There is a second isoenyme form of PDE in vascular smooth muscle that is a cGMP-dependent phosphodiesterase. The type 5 isoform of this enzyme (PDE5) is found in the corpus cavernosum of the penis and in vascular smooth muscle. This enzyme is responsible for breaking down cGMP that forms in response to increased nitric oxide (NO). Increased intracellular cGMP inhibits calcium entry into the cell, thereby decreasing intracellular calcium concentrations and causing smooth muscle relaxation .
NO also activates K+ channels, which leads to hyperpolarization and relaxation. Finally, NO acting through cGMP can stimulate a cGMP-dependent protein kinase that activates myosin light chain phosphatase, the enzyme that dephosphorylates myosin light chains, which leads to relaxation.  Therefore, inhibitors cGMP-dependent phosphodiesterase, by increasing intracellular cGMP, enhance smooth muscle relaxation and vasodilation, and cause penile erection. 


Specific Drugs

Several different PDE inhibitors are available for clinical use:  (Go to www.rxlist.com for specific drug information)
  • PDE3 inhibitors
    • milrinone
    • inamrinone (formerly amrinone)
    • cilostazol
  • PDE5 inhibitors
    • sildenafil
    • tadalafil
The PDE3 inhibitors (except cilostazol) are used for treating acute, decompensated heart failure, whereas the PDE5 inhibitors are used for treating male erectile dysfunction. Note that the PDE3 inhibitors used in acute heart failure end in "one," whereas the PDE5 inhibitors end in "fil".
Inhibition of platelet aggregation, along with vasodilation, is an important mechanism of action for cilostazol, which is used in the treatment of intermittant claudication in peripheral arterial disease. Cilostazol appears to have less cardiostimulatory effects than milrinone.

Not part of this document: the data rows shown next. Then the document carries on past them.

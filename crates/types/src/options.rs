//! Recipe options and their declared values

use crate::settings::ANY_VALUE;
use serde::{Deserialize, Serialize};
use std::collections::BTreeMap;

/// Option values keyed by option name
#[derive(Debug, Clone, Default, PartialEq, Eq, Serialize, Deserialize)]
#[serde(transparent)]
pub struct OptionValues(BTreeMap<String, String>);

impl OptionValues {
    #[must_use]
    pub fn new() -> Self {
        Self::default()
    }

    #[must_use]
    pub fn get(&self, name: &str) -> Option<&str> {
        self.0.get(name).map(String::as_str)
    }

    pub fn set(&mut self, name: impl Into<String>, value: impl ToString) {
        self.0.insert(name.into(), value.to_string());
    }

    pub fn remove(&mut self, name: &str) -> Option<String> {
        self.0.remove(name)
    }

    #[must_use]
    pub fn contains(&self, name: &str) -> bool {
        self.0.contains_key(name)
    }

    pub fn iter(&self) -> impl Iterator<Item = (&str, &str)> {
        self.0.iter().map(|(k, v)| (k.as_str(), v.as_str()))
    }

    #[must_use]
    pub fn is_empty(&self) -> bool {
        self.0.is_empty()
    }

    /// `name/*:option=value` assignments reproducing these values
    #[must_use]
    pub fn as_assignments(&self, package: &str) -> Vec<String> {
        self.0
            .iter()
            .map(|(k, v)| format!("{package}/*:{k}={v}"))
            .collect()
    }
}

impl<K: Into<String>, V: Into<String>> FromIterator<(K, V)> for OptionValues {
    fn from_iter<T: IntoIterator<Item = (K, V)>>(iter: T) -> Self {
        Self(
            iter.into_iter()
                .map(|(k, v)| (k.into(), v.into()))
                .collect(),
        )
    }
}

/// Options a recipe declares, with their allowed values
#[derive(Debug, Clone, Default, PartialEq, Eq, Serialize, Deserialize)]
#[serde(transparent)]
pub struct OptionsSchema(BTreeMap<String, Vec<String>>);

impl OptionsSchema {
    #[must_use]
    pub fn new() -> Self {
        Self::default()
    }

    /// Declare an option and its allowed values
    #[must_use]
    pub fn with<I, S>(mut self, name: impl Into<String>, allowed: I) -> Self
    where
        I: IntoIterator<Item = S>,
        S: Into<String>,
    {
        self.0
            .insert(name.into(), allowed.into_iter().map(Into::into).collect());
        self
    }

    #[must_use]
    pub fn declares(&self, name: &str) -> bool {
        self.0.contains_key(name)
    }

    #[must_use]
    pub fn allowed(&self, name: &str) -> &[String] {
        self.0.get(name).map_or(&[], Vec::as_slice)
    }

    /// Whether `value` is allowed for a declared option
    #[must_use]
    pub fn accepts(&self, name: &str, value: &str) -> bool {
        self.0
            .get(name)
            .is_some_and(|allowed| allowed.iter().any(|a| a == ANY_VALUE || a == value))
    }

    pub fn names(&self) -> impl Iterator<Item = &str> {
        self.0.keys().map(String::as_str)
    }
}

#[cfg(test)]
mod tests {
    use super::*;

    #[test]
    fn test_schema_accepts() {
        let schema = OptionsSchema::new()
            .with("shared", ["True", "False"])
            .with("prefix", [ANY_VALUE]);
        assert!(schema.accepts("shared", "True"));
        assert!(!schema.accepts("shared", "maybe"));
        assert!(schema.accepts("prefix", "/opt"));
        assert!(!schema.accepts("fpic", "True"));
    }

    #[test]
    fn test_assignments() {
        let mut values = OptionValues::new();
        values.set("shared", "True");
        values.set("fpic", false);
        assert_eq!(
            values.as_assignments("zlib"),
            vec!["zlib/*:fpic=false", "zlib/*:shared=True"]
        );
    }
}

Side Effects and Contraindications

PDE3 inhibitors

Milrinone and inamrinone are not used in the treatment of chronic heart failure because clinical trials have shown that long-term use of these drugs worsen outcome. The most common and severe side effect of PDE3 inhibitors is ventricular arrhythmias in about 12% of patients, some of which may be life-threatening. Headaches and hypotension occur in about 3% of patients. These side effects are not uncommon for drugs that increase cAMP in cardiac and vascular tissues, other examples being β-agonists.

PDE5 inhibitors

The most common side effects for PDE5 inhibitors include headache and cutaneous flushing, both of which are related to vascular dilation caused by increased vascular cGMP. There is clinical evidence that nitrodilators may interact adversely with PDE5 inhibitors. The reason for this adverse reaction is that nitrodilators stimulate cGMP production while PDE5 inhibitors inhibit cGMP degradation. When combined, these two drug classes greatly potentiate cGMP levels, which can lead to hypotension and impaired coronary perfusion.